- _Problem to solve_: Among these records, tally each line with the word "book"; the answer is that number alone.

(Stored data)
--- START ---

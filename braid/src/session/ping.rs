//! Ping round trips and the background keep-alive probe.

use std::sync::Arc;
use std::time::Duration;

use tokio::sync::oneshot;
use tokio::time::{self, Instant};
use tracing::{error, trace};

use braid_wire::Flags;

use crate::error::{Error, Fault, Result};
use crate::session::SessionShared;

/// A ping in flight: when it left, and who is waiting for the echo.
pub(crate) struct PendingPing {
    sent_at: Instant,
    reply_tx: oneshot::Sender<Duration>,
}

/// Sends a `PING` and waits for the matching `ACK`, returning the round
/// trip time. Bounded by the configured ping timeout; a timed-out nonce is
/// forgotten so a late echo is simply dropped.
pub(crate) async fn ping(shared: &Arc<SessionShared>) -> Result<Duration> {
    let (nonce, reply_rx) = {
        let mut state = shared.state.lock();
        if let Some(fault) = state.fault {
            return Err(fault.to_error());
        }
        // Nonces must be unique among pings in flight; zero is reserved.
        let mut nonce: u32 = rand::random();
        while nonce == 0 || state.pings.contains_key(&nonce) {
            nonce = rand::random();
        }
        let (reply_tx, reply_rx) = oneshot::channel();
        state.pings.insert(
            nonce,
            PendingPing {
                sent_at: Instant::now(),
                reply_tx,
            },
        );
        (nonce, reply_rx)
    };

    if let Err(error) = shared.submit_ping(Flags::SYN, nonce) {
        shared.state.lock().pings.remove(&nonce);
        return Err(error);
    }

    match time::timeout(shared.config().ping_timeout, reply_rx).await {
        Ok(Ok(rtt)) => Ok(rtt),
        // The book was cleared by shutdown.
        Ok(Err(_)) => Err(shared
            .fault()
            .map(Fault::to_error)
            .unwrap_or(Error::SessionShutdown)),
        Err(_) => {
            shared.state.lock().pings.remove(&nonce);
            Err(Error::Timeout)
        }
    }
}

/// Resolves an echoed nonce against the ping book.
pub(crate) fn complete(shared: &Arc<SessionShared>, nonce: u32) {
    match shared.take_pending_ping(nonce) {
        Some(pending) => {
            let _ = pending.reply_tx.send(pending.sent_at.elapsed());
        }
        None => trace!(nonce, "ping response with unknown nonce"),
    }
}

/// Periodically pings the peer and kills the session when a probe goes
/// unanswered.
pub(crate) async fn keep_alive_loop(shared: Arc<SessionShared>) {
    let mut shutdown_rx = shared.shutdown_tx.subscribe();
    let period = shared.config().keep_alive_interval;
    let mut ticker = time::interval_at(Instant::now() + period, period);

    loop {
        tokio::select! {
            _ = shutdown_rx.recv() => return,
            _ = ticker.tick() => {}
        }
        match ping(&shared).await {
            Ok(rtt) => trace!(?rtt, "keep-alive round trip"),
            Err(Error::Timeout) => {
                error!("keep-alive probe went unanswered, dropping session");
                shared.shutdown(Fault::KeepAlive);
                return;
            }
            // The session is already on its way down.
            Err(_) => return,
        }
    }
}
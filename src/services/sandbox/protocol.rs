//! Wire format between the orchestrator and an isolated worker.
//!
//! A request is one JSON object written to the worker's stdin, after which
//! stdin is closed. The response is one JSON object read from stdout once the
//! worker has exited.

use serde::{Deserialize, Serialize};
use serde_json::{Map, Value};

/// Command-line flag that switches the binary into worker mode
pub const WORKER_MODE_FLAG: &str = "--sandbox-worker";

/// Highest request version this worker understands (0 means the original format)
pub const PROTOCOL_VERSION: u32 = 1;

/// Tool parameters: an opaque, arbitrarily nested key/value bag
pub type ToolParams = Map<String, Value>;

/// Tool output as returned to callers
pub type ToolOutput = Map<String, Value>;

/// A single tool invocation sent to a worker
#[derive(Debug, Clone, PartialEq, Serialize, Deserialize)]
#[serde(rename_all = "camelCase")]
pub struct ExecutionRequest {
    #[serde(default, skip_serializing_if = "is_zero")]
    pub version: u32,
    pub tool_name: String,
    #[serde(default)]
    pub params: ToolParams,
}

impl ExecutionRequest {
    pub fn new(tool_name: impl Into<String>, params: ToolParams) -> Self {
        Self {
            version: PROTOCOL_VERSION,
            tool_name: tool_name.into(),
            params,
        }
    }

    /// Whether a worker speaking [`PROTOCOL_VERSION`] can serve this request
    pub fn is_supported(&self) -> bool {
        self.version <= PROTOCOL_VERSION
    }
}

/// What a worker reports back.
///
/// A non-empty `error` is a tool-level failure; transport failures never
/// reach this type.
#[derive(Debug, Clone, Default, PartialEq, Serialize, Deserialize)]
pub struct ExecutionResult {
    #[serde(default, skip_serializing_if = "Option::is_none")]
    pub output: Option<ToolOutput>,
    #[serde(default, skip_serializing_if = "Option::is_none")]
    pub error: Option<String>,
}

impl ExecutionResult {
    pub fn success(output: ToolOutput) -> Self {
        Self {
            output: Some(output),
            error: None,
        }
    }

    pub fn failure(message: impl Into<String>) -> Self {
        Self {
            output: None,
            error: Some(message.into()),
        }
    }

    pub fn is_error(&self) -> bool {
        self.error.as_deref().is_some_and(|e| !e.is_empty())
    }

    /// Split into the output map or the tool's error message
    pub fn into_output(self) -> Result<ToolOutput, String> {
        match self.error {
            Some(error) if !error.is_empty() => Err(error),
            _ => Ok(self.output.unwrap_or_default()),
        }
    }
}

fn is_zero(version: &u32) -> bool {
    *version == 0
}
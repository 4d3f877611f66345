//! String utilities
//!
//! Captured stderr from an isolated process can be arbitrarily large; these
//! helpers keep it bounded before it lands in an error message.

/// Maximum number of stderr characters carried in an error
pub const MAX_STDERR_CHARS: usize = 2000;

/// Safely truncate a string at a character boundary
///
/// # Example
/// ```
/// use tool_sandbox::utils::truncate_str;
///
/// assert_eq!(truncate_str("Hello, 世界!", 8), "Hello, 世");
/// assert_eq!(truncate_str("short", 100), "short");
/// ```
pub fn truncate_str(s: &str, max_chars: usize) -> &str {
    match s.char_indices().nth(max_chars) {
        Some((idx, _)) => &s[..idx],
        None => s,
    }
}

/// Safely truncate a string and append a suffix if truncated
pub fn truncate_with_suffix(s: &str, max_chars: usize, suffix: &str) -> String {
    if s.chars().count() <= max_chars {
        s.to_string()
    } else {
        format!("{}{}", truncate_str(s, max_chars), suffix)
    }
}

/// Render captured process stderr for an error message
pub fn stderr_excerpt(stderr: &[u8]) -> String {
    let text = String::from_utf8_lossy(stderr);
    truncate_with_suffix(text.trim(), MAX_STDERR_CHARS, "...[truncated]")
}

--- END ---

- _Solution to the exercise_: 2